Feasibility of a mental practice intervention in stroke patients in nursing homes; a process evaluation
1 Research Centre for Autonomy and Participation of Persons with a Chronic Disease, Department of Health and Technique, Zuyd University of Applied Sciences, Heerlen, The Netherlands
2 Centre of Expertise in Life Sciences, Zuyd University of Applied Sciences, Heerlen, The Netherlands
3 CAPHRI School for Public Health and Primary Care, Maastricht University, Maastricht, The Netherlands
4 Department of Health Care and Nursing Science, Faculty of Health, Medicine and Life Sciences, Maastricht University, Maastricht, The Netherlands
5 Klevarie Nursing Home, Vivre foundation, Maastricht, The Netherlands
6 Department of Health and Care, Zuyd University of Applied Sciences, Heerlen, The Netherlands
7 Department of Rehabilitation, Faculty of Health, Medicine and Life Sciences, Maastricht University, Maastricht, The Netherlands
8 Oxford Centre for Enablement, Oxford, Great-Britain
9 Department of General Practice, Faculty of Health, Medicine and Life Sciences Maastricht University, Maastricht, The Netherlands
BMC Neurology 2010, 10:74 doi:10.1186/1471-2377-10-74Published: 24 August 2010
Within a multi-centre randomised controlled trial in three nursing homes, a process evaluation of a mental practice intervention was conducted. The main aims were to determine if the intervention was performed according to the framework and to describe the therapists' and participants' experiences with and opinions on the intervention.

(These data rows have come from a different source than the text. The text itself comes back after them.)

//! Sensorgraph core library.
//!
//! Models a sensor network as a random geometric graph and runs the analysis
//! pipeline over it:
//!
//! 1. [`GeometricGraphBuilder`] connects every pair of sensors within the
//!    adjacency radius using a sweep over the x axis.
//! 2. [`SmallestLastOrdering`] repeatedly removes a minimum-degree vertex
//!    from a working view of the graph, recording the degree at deletion and
//!    the terminal clique size.
//! 3. [`GreedyColorer`] colours vertices in reverse elimination order.
//! 4. [`BackboneExtractor`] searches the bipartite subgraphs formed by pairs
//!    of the largest colour classes for the largest depth-first traversals.
//!
//! [`AnalysisBuilder`] wires the stages together and produces an
//! [`AnalysisReport`] for rendering by callers.
//!
//! Every stage is deterministic for a fixed point set: ties in the ordering
//! select the lowest vertex id and parallel work is merged in sequential
//! order.
#![cfg_attr(docsrs, feature(doc_cfg))]

mod analysis;
mod backbone;
mod builder;
mod coloring;
mod error;
mod geometry;
mod graph;
mod ordering;
mod report;
mod sampling;

#[cfg(test)]
mod test_utils;

pub use crate::{
    analysis::Analysis,
    backbone::{Backbone, BackboneExtractor, BackbonePair, DEFAULT_CLASS_LIMIT},
    builder::{AnalysisBuilder, Density},
    coloring::{Coloring, ColoringError, ColoringErrorCode, ConflictResolution, GreedyColorer},
    error::{Result, SensorGraphError, SensorGraphErrorCode},
    geometry::{AreaMode, Point, radius_from_average_degree},
    graph::{GeometricGraphBuilder, Graph, Vertex, VertexId},
    ordering::{DegreeBuckets, OrderingError, OrderingErrorCode, SmallestLastOrdering},
    report::{
        AnalysisReport, BackboneReport, BackboneSummary, ColoringSummary, GraphSummary,
        OrderingSummary,
    },
    sampling::PointSampler,
};
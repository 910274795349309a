//! Small helpers shared across CLI tests.

use tempfile::TempDir;

use super::{
    AnalysisArgs, AreaArg, Cli, CliError, Command, DensityArgs, ExecutionSummary, OutputArgs,
    RunCommand, run_cli, write_summary,
};

pub(super) fn temp_dir() -> TempDir {
    match TempDir::new() {
        Ok(dir) => dir,
        Err(err) => panic!("failed to create temp dir: {err}"),
    }
}

/// A seeded `run` command over `vertices` sensors at `radius`.
pub(super) fn seeded_run(vertices: usize, radius: f64, seed: u64) -> RunCommand {
    RunCommand {
        vertices,
        area: AreaArg::Square,
        density: DensityArgs {
            radius: Some(radius),
            average_degree: None,
        },
        name: Some("test".to_owned()),
        analysis: AnalysisArgs {
            seed: Some(seed),
            ..AnalysisArgs::default()
        },
        output: OutputArgs::default(),
    }
}

pub(super) fn run_cli_expecting_error(cli: Cli, panic_msg: &str) -> CliError {
    match run_cli(cli) {
        Ok(_) => panic!("{panic_msg}"),
        Err(err) => err,
    }
}

pub(super) fn run_to_summary(command: RunCommand) -> ExecutionSummary {
    run_cli(Cli {
        command: Command::Run(command),
    })
    .unwrap_or_else(|err| panic!("run must succeed: {err}"))
}

pub(super) fn render_to_string(summary: &ExecutionSummary) -> String {
    let mut buffer = Vec::new();
    write_summary(summary, &mut buffer).unwrap_or_else(|err| panic!("render must succeed: {err}"));
    String::from_utf8(buffer).unwrap_or_else(|err| panic!("report must be UTF-8: {err}"))
}
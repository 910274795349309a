//! Logging initialisation for the sensorgraph CLI.
//!
//! Installs one global `tracing` subscriber writing to stderr, so reports on
//! stdout stay machine-readable, and bridges the `log` facade into it.

use std::{env, sync::OnceLock};

use thiserror::Error;
use tracing_log::LogTracer;
use tracing_subscriber::{
    EnvFilter, Layer, fmt::format::FmtSpan, layer::SubscriberExt, util::SubscriberInitExt,
};

/// Environment variable selecting the log output format.
pub const LOG_FORMAT_ENV: &str = "SENSORGRAPH_LOG_FORMAT";

static INITIALISED: OnceLock<()> = OnceLock::new();

/// Output format for diagnostics.
#[derive(Debug, Clone, Copy, Default, PartialEq, Eq)]
pub enum LogFormat {
    /// Human-readable lines.
    #[default]
    Human,
    /// One JSON object per line, with span context.
    Json,
}

impl LogFormat {
    /// Parses a format name, ignoring case and surrounding whitespace.
    ///
    /// # Errors
    /// Returns [`LoggingError::UnsupportedFormat`] for anything other than
    /// `human` or `json`.
    pub fn parse(raw: &str) -> Result<Self, LoggingError> {
        match raw.trim().to_ascii_lowercase().as_str() {
            "human" => Ok(Self::Human),
            "json" => Ok(Self::Json),
            other => Err(LoggingError::UnsupportedFormat {
                provided: other.to_owned(),
            }),
        }
    }

    fn from_env() -> Result<Self, LoggingError> {
        match env::var(LOG_FORMAT_ENV) {
            Ok(raw) => Self::parse(&raw),
            Err(env::VarError::NotPresent) => Ok(Self::default()),
            Err(source @ env::VarError::NotUnicode(_)) => Err(LoggingError::InvalidUnicode {
                name: LOG_FORMAT_ENV,
                source,
            }),
        }
    }
}

/// Errors raised while initialising structured logging.
#[derive(Debug, Error)]
pub enum LoggingError {
    /// Environment variable contained invalid UTF-8 data.
    #[error("environment variable `{name}` contained invalid UTF-8: {source}")]
    InvalidUnicode {
        /// Name of the offending environment variable.
        name: &'static str,
        /// Underlying lookup failure.
        #[source]
        source: env::VarError,
    },
    /// Unsupported value in `SENSORGRAPH_LOG_FORMAT`.
    #[error("unsupported log format `{provided}`; expected `human` or `json`")]
    UnsupportedFormat {
        /// Raw value supplied by the user.
        provided: String,
    },
    /// Failed to install the global tracing subscriber.
    #[error("failed to install tracing subscriber: {source}")]
    InstallFailed {
        /// Error raised by `tracing_subscriber`.
        #[source]
        source: tracing_subscriber::util::TryInitError,
    },
}

/// Installs global structured logging unless it is already configured.
///
/// `SENSORGRAPH_LOG_FORMAT` picks `human` (default) or `json`; `RUST_LOG`
/// sets the filter and defaults to `info`.
///
/// # Errors
/// Returns [`LoggingError`] when the format variable is invalid.
pub fn init_logging() -> Result<(), LoggingError> {
    if INITIALISED.get().is_some() {
        return Ok(());
    }

    match install_subscriber(LogFormat::from_env()?) {
        Ok(()) => {}
        Err(LoggingError::InstallFailed { source }) => report_existing_subscriber(&source),
        Err(err) => return Err(err),
    }
    INITIALISED.get_or_init(|| ());
    Ok(())
}

fn install_subscriber(format: LogFormat) -> Result<(), LoggingError> {
    let env_filter = EnvFilter::try_from_default_env().unwrap_or_else(|_| EnvFilter::new("info"));

    let base_layer = tracing_subscriber::fmt::layer()
        .with_span_events(FmtSpan::CLOSE)
        .with_writer(std::io::stderr);
    let fmt_layer = match format {
        LogFormat::Human => base_layer.boxed(),
        LogFormat::Json => base_layer
            .json()
            .with_current_span(true)
            .with_span_list(true)
            .boxed(),
    };

    // Another logger may already own the `log` slot; keep it.
    LogTracer::init().ok();

    tracing_subscriber::registry()
        .with(env_filter)
        .with(fmt_layer)
        .try_init()
        .map_err(|source| LoggingError::InstallFailed { source })
}

#[expect(
    clippy::print_stderr,
    reason = "The subscriber that would carry this message is not ours"
)]
fn report_existing_subscriber(source: &tracing_subscriber::util::TryInitError) {
    eprintln!("structured logging already configured elsewhere: {source}");
}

The six week mental practice intervention was given by physiotherapists and occupational therapists in the rehabilitation teams and consisted of four phases: explanation of imagery, teaching patients how to use imagery, using imagery as part of therapy, and facilitating the patient in using it alone and for new tasks. It had a mandatory and an optional part. Data were collected by means of registration forms, pre structured patient files, patient logs and self-administered questionnaires.
A total of 14 therapists and 18 patients with stroke in the sub acute phase of recovery were involved. Response rates differed per assessment (range 57-93%). Two patients dropped out of the study (total n = 16). The mandatory part of the intervention was given to 11 of 16 patients: 13 received the prescribed amount of mental practice and 12 practiced unguided outside of therapy. The facilitating techniques of the optional part of the framework were partly used. Therapists were moderately positive about the use of imagery in this specific sample. Although it was more difficult for some patients to generate images than others, all patients were positive about the intervention and reported perceived short term benefits from mental practice.
The intervention was less feasible than we hoped. Implementing a complex therapy delivered by existing multi-professional teams to a vulnerable population with a complex pathology poses many challenges.